┌────────

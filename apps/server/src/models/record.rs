//! Clinical record model.

use chrono::{DateTime, Utc};
use kurier_bundle::RecordContent;
use serde::{Deserialize, Serialize};
use uuid::Uuid;

/// A locally held clinical record: one patient's resource graph plus
/// ownership and contact metadata.
#[derive(Debug, Clone, Serialize, Deserialize)]
#[serde(rename_all = "camelCase")]
pub struct ClinicalRecord {
    pub id: Uuid,
    pub created_at: DateTime<Utc>,
    /// Practitioner who authored or ingested the record.
    pub created_by: Uuid,
    /// Denormalized contact for the record subject.
    pub subject_email: String,
    #[serde(flatten)]
    pub content: RecordContent,
}

/// Fields for creating a record; the store assigns id and timestamp.
#[derive(Debug, Clone)]
pub struct NewClinicalRecord {
    pub created_by: Uuid,
    pub subject_email: String,
    pub content: RecordContent,
}
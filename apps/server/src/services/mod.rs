//! Business logic layer
//!
//! Services orchestrate operations by coordinating the stores, the bundle
//! library and the registry client, and own every rule the HTTP layer
//! must not.

pub mod communication;
pub mod dispatch;
pub mod exchange;
pub mod records;

pub use communication::{
    CommunicationPage, CommunicationService, PageInfo, ReceiveOutcome, Submission,
};
pub use dispatch::{DispatchClient, RegistryResponse};
pub use exchange::{ExchangeService, SendOutcome};
pub use records::RecordService;
//! Record authoring and exchange handlers

use crate::{api::extract::ActorId, state::AppState, Result};
use axum::{
    extract::{Path, State},
    http::StatusCode,
    response::{IntoResponse, Response},
    Json,
};
use serde::Deserialize;
use serde_json::json;
use uuid::Uuid;

use kurier_bundle::RecordContent;

#[derive(Debug, Deserialize)]
#[serde(rename_all = "camelCase")]
pub struct CreateRecordBody {
    pub subject_email: String,
    #[serde(flatten)]
    pub content: RecordContent,
}

#[derive(Debug, Deserialize)]
#[serde(rename_all = "camelCase")]
pub struct SendRecordBody {
    pub counterparty: String,
}

/// Create a clinical record owned by the calling practitioner
pub async fn create_record(
    State(state): State<AppState>,
    ActorId(actor_id): ActorId,
    Json(body): Json<CreateRecordBody>,
) -> Result<Response> {
    let record = state
        .records
        .create(actor_id, body.subject_email, body.content)
        .await?;
    Ok((StatusCode::CREATED, Json(record)).into_response())
}

/// List the calling practitioner's records, newest first
pub async fn list_records(
    State(state): State<AppState>,
    ActorId(actor_id): ActorId,
) -> Result<Response> {
    let records = state.records.list_own(actor_id).await?;
    let total = records.len();
    Ok((
        StatusCode::OK,
        Json(json!({
            "records": records,
            "total": total,
        })),
    )
        .into_response())
}

/// Assemble a record into a transaction document and deliver it
pub async fn send_record(
    State(state): State<AppState>,
    ActorId(actor_id): ActorId,
    Path(record_id): Path<Uuid>,
    Json(body): Json<SendRecordBody>,
) -> Result<Response> {
    if body.counterparty.trim().is_empty() {
        return Err(crate::Error::Validation(
            "counterparty must not be empty".to_string(),
        ));
    }

    let outcome = state
        .exchange
        .send(actor_id, record_id, &body.counterparty)
        .await?;
    Ok((StatusCode::OK, Json(outcome)).into_response())
}
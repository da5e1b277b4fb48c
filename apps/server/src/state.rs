//! Shared application state

use crate::{
    config::Config,
    db::{
        CommunicationStore, PostgresCommunicationStore, PostgresPractitionerDirectory,
        PostgresRecordStore, PractitionerDirectory, RecordStore,
    },
    services::{CommunicationService, DispatchClient, ExchangeService, RecordService},
    Result,
};
use sqlx::PgPool;
use std::sync::Arc;

/// Shared application state passed to all handlers
#[derive(Clone)]
pub struct AppState {
    pub config: Arc<Config>,
    pub records: Arc<RecordService>,
    pub communications: Arc<CommunicationService>,
    pub exchange: Arc<ExchangeService>,
}

impl AppState {
    /// Initialize state backed by Postgres, running migrations when
    /// configured.
    pub async fn new(config: Config) -> Result<Self> {
        tracing::info!("Initializing application state...");

        let config = Arc::new(config);
        let db_pool = create_db_pool(config.as_ref()).await?;

        if config.database.run_migrations {
            tracing::info!("Running database migrations...");
            sqlx::migrate!("./migrations")
                .run(&db_pool)
                .await
                .map_err(|e| crate::Error::Internal(format!("Migration failed: {}", e)))?;
        }

        let records: Arc<dyn RecordStore> = Arc::new(PostgresRecordStore::new(db_pool.clone()));
        let communications: Arc<dyn CommunicationStore> =
            Arc::new(PostgresCommunicationStore::new(db_pool.clone()));
        let practitioners: Arc<dyn PractitionerDirectory> =
            Arc::new(PostgresPractitionerDirectory::new(db_pool));

        Self::with_stores(config, records, communications, practitioners)
    }

    /// Wire the services over explicit stores. Tests use this with the
    /// in-memory implementations.
    pub fn with_stores(
        config: Arc<Config>,
        records: Arc<dyn RecordStore>,
        communications: Arc<dyn CommunicationStore>,
        practitioners: Arc<dyn PractitionerDirectory>,
    ) -> Result<Self> {
        let dispatch = Arc::new(DispatchClient::new(&config.registry)?);

        let record_service = Arc::new(RecordService::new(records.clone(), practitioners.clone()));
        let communication_service = Arc::new(CommunicationService::new(
            communications.clone(),
            records.clone(),
            practitioners.clone(),
        ));
        let exchange_service = Arc::new(ExchangeService::new(
            records,
            practitioners,
            communications,
            dispatch,
        ));

        Ok(Self {
            config,
            records: record_service,
            communications: communication_service,
            exchange: exchange_service,
        })
    }
}

async fn create_db_pool(config: &Config) -> Result<PgPool> {
    tracing::info!("Creating database connection pool...");

    let pool = sqlx::postgres::PgPoolOptions::new()
        .min_connections(config.database.pool_min_size)
        .max_connections(config.database.pool_max_size)
        .acquire_timeout(std::time::Duration::from_secs(
            config.database.pool_timeout_seconds,
        ))
        .connect(&config.database.url)
        .await
        .map_err(crate::Error::Database)?;

    tracing::info!(
        "Database pool created (min: {}, max: {})",
        config.database.pool_min_size,
        config.database.pool_max_size
    );

    Ok(pool)
}
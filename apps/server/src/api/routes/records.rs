use crate::api::handlers::records;
use crate::state::AppState;
use axum::{routing::post, Router};

pub fn record_routes() -> Router<AppState> {
    Router::new()
        .route(
            "/records",
            post(records::create_record).get(records::list_records),
        )
        .route("/records/:id/send", post(records::send_record))
}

└────────

= Task requirements =
Transcribe the material above word for word.

= Answer space =
filename apps/server/src/models/record.rs
//! Clinical record model.

use chrono::{DateTime, Utc};
use kurier_bundle::RecordContent;
use serde::{Deserialize, Serialize};
use uuid::Uuid;

/// A locally held clinical record: one patient's resource graph plus
/// ownership and contact metadata.
#[derive(Debug, Clone, Serialize, Deserialize)]
#[serde(rename_all = "camelCase")]
pub struct ClinicalRecord {
    pub id: Uuid,
    pub created_at: DateTime<Utc>,
    /// Practitioner who authored or ingested the record.
    pub created_by: Uuid,
    /// Denormalized contact for the record subject.
    pub subject_email: String,
    #[serde(flatten)]
    pub content: RecordContent,
}

/// Fields for creating a record; the store assigns id and timestamp.
#[derive(Debug, Clone)]
pub struct NewClinicalRecord {
    pub created_by: Uuid,
    pub subject_email: String,
    pub content: RecordContent,
}
filename apps/server/src/services/mod.rs
//! Business logic layer
//!
//! Services orchestrate operations by coordinating the stores, the bundle
//! library and the registry client, and own every rule the HTTP layer
//! must not.

pub mod communication;
pub mod dispatch;
pub mod exchange;
pub mod records;

pub use communication::{
    CommunicationPage, CommunicationService, PageInfo, ReceiveOutcome, Submission,
};
pub use dispatch::{DispatchClient, RegistryResponse};
pub use exchange::{ExchangeService, SendOutcome};
pub use records::RecordService;
//! Record authoring and exchange handlers

use crate::{api::extract::ActorId, state::AppState, Result};
use axum::{
    extract::{Path, State},
    http::StatusCode,
    response::{IntoResponse, Response},
    Json,
};
use serde::Deserialize;
use serde_json::json;
use uuid::Uuid;

use kurier_bundle::RecordContent;

#[derive(Debug, Deserialize)]
#[serde(rename_all = "camelCase")]
pub struct CreateRecordBody {
    pub subject_email: String,
    #[serde(flatten)]
    pub content: RecordContent,
}

#[derive(Debug, Deserialize)]
#[serde(rename_all = "camelCase")]
pub struct SendRecordBody {
    pub counterparty: String,
}

/// Create a clinical record owned by the calling practitioner
pub async fn create_record(
    State(state): State<AppState>,
    ActorId(actor_id): ActorId,
    Json(body): Json<CreateRecordBody>,
) -> Result<Response> {
    let record = state
        .records
        .create(actor_id, body.subject_email, body.content)
        .await?;
    Ok((StatusCode::CREATED, Json(record)).into_response())
}

/// List the calling practitioner's records, newest first
pub async fn list_records(
    State(state): State<AppState>,
    ActorId(actor_id): ActorId,
) -> Result<Response> {
    let records = state.records.list_own(actor_id).await?;
    let total = records.len();
    Ok((
        StatusCode::OK,
        Json(json!({
            "records": records,
            "total": total,
        })),
    )
        .into_response())
}

/// Assemble a record into a transaction document and deliver it
pub async fn send_record(
    State(state): State<AppState>,
    ActorId(actor_id): ActorId,
    Path(record_id): Path<Uuid>,
    Json(body): Json<SendRecordBody>,
) -> Result<Response> {
    if body.counterparty.trim().is_empty() {
        return Err(crate::Error::Validation(
            "counterparty must not be empty".to_string(),
        ));
    }

    let outcome = state
        .exchange
        .send(actor_id, record_id, &body.counterparty)
        .await?;
    Ok((StatusCode::OK, Json(outcome)).into_response())
}
repository da5e1b277b4fb48c
filename apps/server/src/state.rs
//! Shared application state

use crate::{
    config::Config,
    db::{
        CommunicationStore, PostgresCommunicationStore, PostgresPractitionerDirectory,
        PostgresRecordStore, PractitionerDirectory, RecordStore,
    },
    services::{CommunicationService, DispatchClient, ExchangeService, RecordService},
    Result,
};
use sqlx::PgPool;
use std::sync::Arc;

/// Shared application state passed to all handlers
#[derive(Clone)]
pub struct AppState {
    pub config: Arc<Config>,
    pub records: Arc<RecordService>,
    pub communications: Arc<CommunicationService>,
    pub exchange: Arc<ExchangeService>,
}

impl AppState {
    /// Initialize state backed by Postgres, running migrations when
    /// configured.
    pub async fn new(config: Config) -> Result<Self> {
        tracing::info!("Initializing application state...");

        let config = Arc::new(config);
        let db_pool = create_db_pool(config.as_ref()).await?;

        if config.database.run_migrations {
            tracing::info!("Running database migrations...");
            sqlx::migrate!("./migrations")
                .run(&db_pool)
                .await
                .map_err(|e| crate::Error::Internal(format!("Migration failed: {}", e)))?;
        }

        let records: Arc<dyn RecordStore> = Arc::new(PostgresRecordStore::new(db_pool.clone()));
        let communications: Arc<dyn CommunicationStore> =
            Arc::new(PostgresCommunicationStore::new(db_pool.clone()));
        let practitioners: Arc<dyn PractitionerDirectory> =
            Arc::new(PostgresPractitionerDirectory::new(db_pool));

        Self::with_stores(config, records, communications, practitioners)
    }

    /// Wire the services over explicit stores. Tests use this with the
    /// in-memory implementations.
    pub fn with_stores(
        config: Arc<Config>,
        records: Arc<dyn RecordStore>,
        communications: Arc<dyn CommunicationStore>,
        practitioners: Arc<dyn PractitionerDirectory>,
    ) -> Result<Self> {
        let dispatch = Arc::new(DispatchClient::new(&config.registry)?);

        let record_service = Arc::new(RecordService::new(records.clone(), practitioners.clone()));
        let communication_service = Arc::new(CommunicationService::new(
            communications.clone(),
            records.clone(),
            practitioners.clone(),
        ));
        let exchange_service = Arc::new(ExchangeService::new(
            records,
            practitioners,
            communications,
            dispatch,
        ));

        Ok(Self {
            config,
            records: record_service,
            communications: communication_service,
            exchange: exchange_service,
        })
    }
}

async fn create_db_pool(config: &Config) -> Result<PgPool> {
    tracing::info!("Creating database connection pool...");

    let pool = sqlx::postgres::PgPoolOptions::new()
        .min_connections(config.database.pool_min_size)
        .max_connections(config.database.pool_max_size)
        .acquire_timeout(std::time::Duration::from_secs(
            config.database.pool_timeout_seconds,
        ))
        .connect(&config.database.url)
        .await
        .map_err(crate::Error::Database)?;

    tracing::info!(
        "Database pool created (min: {}, max: {})",
        config.database.pool_min_size,
        config.database.pool_max_size
    );

    Ok(pool)
}
filename apps/server/src/api/routes/records.rs
use crate::api::handlers::records;
use crate::state::AppState;
use axum::{routing::post, Router};

pub fn record_routes() -> Router<AppState> {
    Router::new()
        .route(
            "/records",
            post(records::create_record).get(records::list_records),
        )
        .route("/records/:id/send", post(records::send_record))
}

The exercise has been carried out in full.